* **EXERCISE OBJECTIVE**
Please output exactly the part of the records below that opens with the line containing "use std::time::Duration;" and closes with the line containing "as given, after", both lines included, and nothing else.

* **INPUT MATERIAL**
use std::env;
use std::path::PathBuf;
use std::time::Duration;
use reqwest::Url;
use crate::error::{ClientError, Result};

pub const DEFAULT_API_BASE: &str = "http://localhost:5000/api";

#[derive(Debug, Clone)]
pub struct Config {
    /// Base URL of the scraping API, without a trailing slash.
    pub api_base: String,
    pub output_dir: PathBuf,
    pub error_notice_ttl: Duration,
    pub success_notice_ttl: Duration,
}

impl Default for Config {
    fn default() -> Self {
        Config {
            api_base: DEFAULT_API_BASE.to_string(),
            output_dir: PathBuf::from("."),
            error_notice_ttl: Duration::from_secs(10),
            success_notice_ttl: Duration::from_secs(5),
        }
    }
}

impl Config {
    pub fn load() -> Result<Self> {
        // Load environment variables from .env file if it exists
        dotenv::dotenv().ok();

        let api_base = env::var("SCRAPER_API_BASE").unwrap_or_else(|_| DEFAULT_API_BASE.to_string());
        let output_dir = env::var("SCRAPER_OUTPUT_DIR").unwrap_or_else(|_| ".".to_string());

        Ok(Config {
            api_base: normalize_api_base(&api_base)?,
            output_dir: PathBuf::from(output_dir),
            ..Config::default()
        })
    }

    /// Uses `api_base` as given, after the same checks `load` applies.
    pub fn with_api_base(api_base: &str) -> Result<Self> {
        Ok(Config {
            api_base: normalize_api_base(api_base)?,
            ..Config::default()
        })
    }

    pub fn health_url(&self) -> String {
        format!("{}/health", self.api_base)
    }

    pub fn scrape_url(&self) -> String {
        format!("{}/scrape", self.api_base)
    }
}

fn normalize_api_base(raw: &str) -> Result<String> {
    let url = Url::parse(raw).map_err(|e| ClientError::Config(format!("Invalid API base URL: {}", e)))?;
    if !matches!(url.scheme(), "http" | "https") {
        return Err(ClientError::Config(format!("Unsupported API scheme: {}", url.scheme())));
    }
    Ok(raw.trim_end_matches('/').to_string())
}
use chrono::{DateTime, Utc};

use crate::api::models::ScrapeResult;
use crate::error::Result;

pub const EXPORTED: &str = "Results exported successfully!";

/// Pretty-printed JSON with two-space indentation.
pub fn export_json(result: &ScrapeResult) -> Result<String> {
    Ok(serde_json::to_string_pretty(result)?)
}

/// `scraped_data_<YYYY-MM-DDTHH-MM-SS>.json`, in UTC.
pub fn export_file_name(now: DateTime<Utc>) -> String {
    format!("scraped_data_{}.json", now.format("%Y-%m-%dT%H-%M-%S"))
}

--

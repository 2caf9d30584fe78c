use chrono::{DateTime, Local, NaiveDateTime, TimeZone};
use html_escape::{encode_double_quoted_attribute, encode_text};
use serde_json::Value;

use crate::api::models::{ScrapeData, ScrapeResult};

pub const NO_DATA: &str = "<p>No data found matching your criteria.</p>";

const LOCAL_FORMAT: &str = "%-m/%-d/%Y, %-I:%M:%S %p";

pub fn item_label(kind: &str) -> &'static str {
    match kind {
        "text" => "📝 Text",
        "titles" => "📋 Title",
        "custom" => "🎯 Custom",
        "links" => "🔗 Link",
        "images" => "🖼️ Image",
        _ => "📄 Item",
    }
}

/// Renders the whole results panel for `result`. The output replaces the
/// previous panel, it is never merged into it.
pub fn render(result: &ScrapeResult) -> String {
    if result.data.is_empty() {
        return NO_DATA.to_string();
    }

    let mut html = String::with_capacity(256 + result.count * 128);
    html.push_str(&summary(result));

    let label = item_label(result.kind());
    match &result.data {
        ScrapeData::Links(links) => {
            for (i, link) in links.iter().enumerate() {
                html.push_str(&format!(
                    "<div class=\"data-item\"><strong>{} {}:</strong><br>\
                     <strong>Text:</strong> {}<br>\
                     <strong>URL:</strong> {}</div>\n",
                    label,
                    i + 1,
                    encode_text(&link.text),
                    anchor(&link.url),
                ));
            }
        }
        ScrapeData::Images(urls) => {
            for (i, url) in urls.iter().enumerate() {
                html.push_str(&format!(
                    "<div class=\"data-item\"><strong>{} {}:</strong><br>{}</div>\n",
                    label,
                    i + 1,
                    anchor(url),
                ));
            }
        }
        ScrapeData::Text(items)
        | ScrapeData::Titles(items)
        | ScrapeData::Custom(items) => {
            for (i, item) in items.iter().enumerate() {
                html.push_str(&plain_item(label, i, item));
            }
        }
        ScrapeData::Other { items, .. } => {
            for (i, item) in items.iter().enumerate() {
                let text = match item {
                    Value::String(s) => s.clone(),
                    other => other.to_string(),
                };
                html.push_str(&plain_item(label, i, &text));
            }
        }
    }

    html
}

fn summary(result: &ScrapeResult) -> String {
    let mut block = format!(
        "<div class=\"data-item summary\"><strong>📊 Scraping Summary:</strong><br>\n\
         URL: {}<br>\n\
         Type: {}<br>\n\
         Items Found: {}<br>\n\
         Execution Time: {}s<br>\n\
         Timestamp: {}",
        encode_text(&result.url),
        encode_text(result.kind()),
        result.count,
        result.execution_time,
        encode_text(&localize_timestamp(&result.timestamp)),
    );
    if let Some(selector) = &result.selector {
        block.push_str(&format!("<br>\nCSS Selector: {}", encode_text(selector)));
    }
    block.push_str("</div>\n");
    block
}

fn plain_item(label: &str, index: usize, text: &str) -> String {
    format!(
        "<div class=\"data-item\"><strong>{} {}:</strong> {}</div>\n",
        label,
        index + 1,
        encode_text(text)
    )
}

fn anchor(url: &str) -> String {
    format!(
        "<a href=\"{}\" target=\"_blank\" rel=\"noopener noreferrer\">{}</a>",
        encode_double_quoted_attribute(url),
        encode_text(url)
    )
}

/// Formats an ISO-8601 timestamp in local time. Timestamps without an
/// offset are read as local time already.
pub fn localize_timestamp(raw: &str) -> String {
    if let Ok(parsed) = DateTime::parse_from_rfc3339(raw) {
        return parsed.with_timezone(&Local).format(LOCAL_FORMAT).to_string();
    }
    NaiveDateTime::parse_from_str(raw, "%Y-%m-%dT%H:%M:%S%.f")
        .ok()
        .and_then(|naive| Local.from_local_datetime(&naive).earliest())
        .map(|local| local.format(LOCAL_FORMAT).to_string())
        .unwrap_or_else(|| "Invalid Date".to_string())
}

* **EXERCISE OUTPUT**
use std::time::Duration;
use reqwest::Url;
use crate::error::{ClientError, Result};

pub const DEFAULT_API_BASE: &str = "http://localhost:5000/api";

#[derive(Debug, Clone)]
pub struct Config {
    /// Base URL of the scraping API, without a trailing slash.
    pub api_base: String,
    pub output_dir: PathBuf,
    pub error_notice_ttl: Duration,
    pub success_notice_ttl: Duration,
}

impl Default for Config {
    fn default() -> Self {
        Config {
            api_base: DEFAULT_API_BASE.to_string(),
            output_dir: PathBuf::from("."),
            error_notice_ttl: Duration::from_secs(10),
            success_notice_ttl: Duration::from_secs(5),
        }
    }
}

impl Config {
    pub fn load() -> Result<Self> {
        // Load environment variables from .env file if it exists
        dotenv::dotenv().ok();

        let api_base = env::var("SCRAPER_API_BASE").unwrap_or_else(|_| DEFAULT_API_BASE.to_string());
        let output_dir = env::var("SCRAPER_OUTPUT_DIR").unwrap_or_else(|_| ".".to_string());

        Ok(Config {
            api_base: normalize_api_base(&api_base)?,
            output_dir: PathBuf::from(output_dir),
            ..Config::default()
        })
    }

    /// Uses `api_base` as given, after the same checks `load` applies.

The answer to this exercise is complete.